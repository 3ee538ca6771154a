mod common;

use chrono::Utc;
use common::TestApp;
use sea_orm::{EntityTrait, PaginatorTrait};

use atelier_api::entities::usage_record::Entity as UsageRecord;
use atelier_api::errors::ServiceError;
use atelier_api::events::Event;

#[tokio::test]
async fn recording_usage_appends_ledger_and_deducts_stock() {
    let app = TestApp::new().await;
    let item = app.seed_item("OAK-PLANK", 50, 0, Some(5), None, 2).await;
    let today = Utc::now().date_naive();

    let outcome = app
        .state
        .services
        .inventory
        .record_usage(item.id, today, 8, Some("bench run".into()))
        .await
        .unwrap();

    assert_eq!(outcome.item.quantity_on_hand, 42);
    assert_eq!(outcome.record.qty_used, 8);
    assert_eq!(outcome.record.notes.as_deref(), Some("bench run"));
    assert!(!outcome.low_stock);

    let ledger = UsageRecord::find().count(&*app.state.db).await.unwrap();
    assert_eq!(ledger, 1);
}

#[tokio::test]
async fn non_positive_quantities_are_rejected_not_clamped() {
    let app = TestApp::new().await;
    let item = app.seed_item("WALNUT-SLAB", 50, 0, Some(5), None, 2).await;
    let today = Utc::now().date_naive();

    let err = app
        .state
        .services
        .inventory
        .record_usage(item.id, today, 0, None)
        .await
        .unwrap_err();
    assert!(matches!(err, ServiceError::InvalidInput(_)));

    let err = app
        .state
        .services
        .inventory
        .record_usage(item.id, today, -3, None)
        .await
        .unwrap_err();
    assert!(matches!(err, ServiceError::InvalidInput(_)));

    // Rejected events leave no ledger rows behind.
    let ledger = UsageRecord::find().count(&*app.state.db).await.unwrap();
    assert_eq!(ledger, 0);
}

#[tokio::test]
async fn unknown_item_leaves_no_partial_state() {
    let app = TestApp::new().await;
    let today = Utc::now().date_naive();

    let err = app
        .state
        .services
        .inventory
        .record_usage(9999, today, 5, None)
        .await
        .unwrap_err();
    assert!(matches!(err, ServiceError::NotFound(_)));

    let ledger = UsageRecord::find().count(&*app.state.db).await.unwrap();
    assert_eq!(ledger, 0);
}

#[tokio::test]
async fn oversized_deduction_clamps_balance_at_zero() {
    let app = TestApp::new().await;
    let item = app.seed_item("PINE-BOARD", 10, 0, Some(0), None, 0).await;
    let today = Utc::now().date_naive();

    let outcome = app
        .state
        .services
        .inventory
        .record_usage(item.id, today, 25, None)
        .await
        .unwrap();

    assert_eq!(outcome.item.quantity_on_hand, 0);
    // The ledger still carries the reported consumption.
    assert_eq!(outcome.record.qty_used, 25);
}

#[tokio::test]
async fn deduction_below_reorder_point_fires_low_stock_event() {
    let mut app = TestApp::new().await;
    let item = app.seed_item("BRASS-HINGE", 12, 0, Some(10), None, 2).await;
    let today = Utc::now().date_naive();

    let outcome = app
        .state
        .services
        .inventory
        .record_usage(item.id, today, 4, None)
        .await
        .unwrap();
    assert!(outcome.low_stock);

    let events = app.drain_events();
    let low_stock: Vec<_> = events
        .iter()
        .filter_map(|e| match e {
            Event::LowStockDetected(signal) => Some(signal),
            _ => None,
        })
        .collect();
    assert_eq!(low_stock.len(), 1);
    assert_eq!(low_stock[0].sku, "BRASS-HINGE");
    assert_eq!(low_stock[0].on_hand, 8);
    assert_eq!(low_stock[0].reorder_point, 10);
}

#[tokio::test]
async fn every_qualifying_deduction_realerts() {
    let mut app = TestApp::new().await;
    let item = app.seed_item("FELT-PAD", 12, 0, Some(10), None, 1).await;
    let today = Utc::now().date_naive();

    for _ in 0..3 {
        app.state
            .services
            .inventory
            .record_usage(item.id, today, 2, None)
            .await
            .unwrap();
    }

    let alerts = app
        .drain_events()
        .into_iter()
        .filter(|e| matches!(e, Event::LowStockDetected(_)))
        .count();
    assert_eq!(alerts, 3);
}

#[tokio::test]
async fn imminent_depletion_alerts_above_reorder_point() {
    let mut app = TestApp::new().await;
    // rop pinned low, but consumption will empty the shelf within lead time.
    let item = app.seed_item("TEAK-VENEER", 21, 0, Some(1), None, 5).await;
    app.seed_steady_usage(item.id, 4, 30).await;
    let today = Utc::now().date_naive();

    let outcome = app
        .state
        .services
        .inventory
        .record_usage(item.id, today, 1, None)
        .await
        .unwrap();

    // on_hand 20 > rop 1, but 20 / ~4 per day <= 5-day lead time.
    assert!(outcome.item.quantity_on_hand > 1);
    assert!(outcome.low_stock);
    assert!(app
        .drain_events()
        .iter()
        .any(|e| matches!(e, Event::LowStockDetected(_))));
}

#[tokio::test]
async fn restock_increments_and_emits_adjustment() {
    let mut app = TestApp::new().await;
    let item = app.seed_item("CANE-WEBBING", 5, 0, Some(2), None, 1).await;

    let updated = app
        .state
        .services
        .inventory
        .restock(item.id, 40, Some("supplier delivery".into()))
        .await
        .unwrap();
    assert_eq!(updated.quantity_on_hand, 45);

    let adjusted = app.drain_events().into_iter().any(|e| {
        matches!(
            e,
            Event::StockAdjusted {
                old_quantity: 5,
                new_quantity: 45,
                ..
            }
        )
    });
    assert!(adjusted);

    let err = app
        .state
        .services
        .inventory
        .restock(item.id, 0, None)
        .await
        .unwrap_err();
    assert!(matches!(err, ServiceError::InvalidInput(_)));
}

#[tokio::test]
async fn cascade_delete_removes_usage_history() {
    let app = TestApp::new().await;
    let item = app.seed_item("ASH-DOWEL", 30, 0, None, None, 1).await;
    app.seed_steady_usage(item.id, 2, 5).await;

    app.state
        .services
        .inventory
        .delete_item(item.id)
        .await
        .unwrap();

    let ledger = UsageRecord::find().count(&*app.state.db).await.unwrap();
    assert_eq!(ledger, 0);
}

****************

- Task -
Reproduce the records word for word.

- Exercise solution -
repository 3ee538ca6771154a
mod common;

use chrono::Utc;
use common::TestApp;
use sea_orm::{EntityTrait, PaginatorTrait};

use atelier_api::entities::usage_record::Entity as UsageRecord;
use atelier_api::errors::ServiceError;
use atelier_api::events::Event;

#[tokio::test]
async fn recording_usage_appends_ledger_and_deducts_stock() {
    let app = TestApp::new().await;
    let item = app.seed_item("OAK-PLANK", 50, 0, Some(5), None, 2).await;
    let today = Utc::now().date_naive();

    let outcome = app
        .state
        .services
        .inventory
        .record_usage(item.id, today, 8, Some("bench run".into()))
        .await
        .unwrap();

    assert_eq!(outcome.item.quantity_on_hand, 42);
    assert_eq!(outcome.record.qty_used, 8);
    assert_eq!(outcome.record.notes.as_deref(), Some("bench run"));
    assert!(!outcome.low_stock);

    let ledger = UsageRecord::find().count(&*app.state.db).await.unwrap();
    assert_eq!(ledger, 1);
}

#[tokio::test]
async fn non_positive_quantities_are_rejected_not_clamped() {
    let app = TestApp::new().await;
    let item = app.seed_item("WALNUT-SLAB", 50, 0, Some(5), None, 2).await;
    let today = Utc::now().date_naive();

    let err = app
        .state
        .services
        .inventory
        .record_usage(item.id, today, 0, None)
        .await
        .unwrap_err();
    assert!(matches!(err, ServiceError::InvalidInput(_)));

    let err = app
        .state
        .services
        .inventory
        .record_usage(item.id, today, -3, None)
        .await
        .unwrap_err();
    assert!(matches!(err, ServiceError::InvalidInput(_)));

    // Rejected events leave no ledger rows behind.
    let ledger = UsageRecord::find().count(&*app.state.db).await.unwrap();
    assert_eq!(ledger, 0);
}

#[tokio::test]
async fn unknown_item_leaves_no_partial_state() {
    let app = TestApp::new().await;
    let today = Utc::now().date_naive();

    let err = app
        .state
        .services
        .inventory
        .record_usage(9999, today, 5, None)
        .await
        .unwrap_err();
    assert!(matches!(err, ServiceError::NotFound(_)));

    let ledger = UsageRecord::find().count(&*app.state.db).await.unwrap();
    assert_eq!(ledger, 0);
}

#[tokio::test]
async fn oversized_deduction_clamps_balance_at_zero() {
    let app = TestApp::new().await;
    let item = app.seed_item("PINE-BOARD", 10, 0, Some(0), None, 0).await;
    let today = Utc::now().date_naive();

    let outcome = app
        .state
        .services
        .inventory
        .record_usage(item.id, today, 25, None)
        .await
        .unwrap();

    assert_eq!(outcome.item.quantity_on_hand, 0);
    // The ledger still carries the reported consumption.
    assert_eq!(outcome.record.qty_used, 25);
}

#[tokio::test]
async fn deduction_below_reorder_point_fires_low_stock_event() {
    let mut app = TestApp::new().await;
    let item = app.seed_item("BRASS-HINGE", 12, 0, Some(10), None, 2).await;
    let today = Utc::now().date_naive();

    let outcome = app
        .state
        .services
        .inventory
        .record_usage(item.id, today, 4, None)
        .await
        .unwrap();
    assert!(outcome.low_stock);

    let events = app.drain_events();
    let low_stock: Vec<_> = events
        .iter()
        .filter_map(|e| match e {
            Event::LowStockDetected(signal) => Some(signal),
            _ => None,
        })
        .collect();
    assert_eq!(low_stock.len(), 1);
    assert_eq!(low_stock[0].sku, "BRASS-HINGE");
    assert_eq!(low_stock[0].on_hand, 8);
    assert_eq!(low_stock[0].reorder_point, 10);
}

#[tokio::test]
async fn every_qualifying_deduction_realerts() {
    let mut app = TestApp::new().await;
    let item = app.seed_item("FELT-PAD", 12, 0, Some(10), None, 1).await;
    let today = Utc::now().date_naive();

    for _ in 0..3 {
        app.state
            .services
            .inventory
            .record_usage(item.id, today, 2, None)
            .await
            .unwrap();
    }

    let alerts = app
        .drain_events()
        .into_iter()
        .filter(|e| matches!(e, Event::LowStockDetected(_)))
        .count();
    assert_eq!(alerts, 3);
}

#[tokio::test]
async fn imminent_depletion_alerts_above_reorder_point() {
    let mut app = TestApp::new().await;
    // rop pinned low, but consumption will empty the shelf within lead time.
    let item = app.seed_item("TEAK-VENEER", 21, 0, Some(1), None, 5).await;
    app.seed_steady_usage(item.id, 4, 30).await;
    let today = Utc::now().date_naive();

    let outcome = app
        .state
        .services
        .inventory
        .record_usage(item.id, today, 1, None)
        .await
        .unwrap();

    // on_hand 20 > rop 1, but 20 / ~4 per day <= 5-day lead time.
    assert!(outcome.item.quantity_on_hand > 1);
    assert!(outcome.low_stock);
    assert!(app
        .drain_events()
        .iter()
        .any(|e| matches!(e, Event::LowStockDetected(_))));
}

#[tokio::test]
async fn restock_increments_and_emits_adjustment() {
    let mut app = TestApp::new().await;
    let item = app.seed_item("CANE-WEBBING", 5, 0, Some(2), None, 1).await;

    let updated = app
        .state
        .services
        .inventory
        .restock(item.id, 40, Some("supplier delivery".into()))
        .await
        .unwrap();
    assert_eq!(updated.quantity_on_hand, 45);

    let adjusted = app.drain_events().into_iter().any(|e| {
        matches!(
            e,
            Event::StockAdjusted {
                old_quantity: 5,
                new_quantity: 45,
                ..
            }
        )
    });
    assert!(adjusted);

    let err = app
        .state
        .services
        .inventory
        .restock(item.id, 0, None)
        .await
        .unwrap_err();
    assert!(matches!(err, ServiceError::InvalidInput(_)));
}

#[tokio::test]
async fn cascade_delete_removes_usage_history() {
    let app = TestApp::new().await;
    let item = app.seed_item("ASH-DOWEL", 30, 0, None, None, 1).await;
    app.seed_steady_usage(item.id, 2, 5).await;

    app.state
        .services
        .inventory
        .delete_item(item.id)
        .await
        .unwrap();

    let ledger = UsageRecord::find().count(&*app.state.db).await.unwrap();
    assert_eq!(ledger, 0);
}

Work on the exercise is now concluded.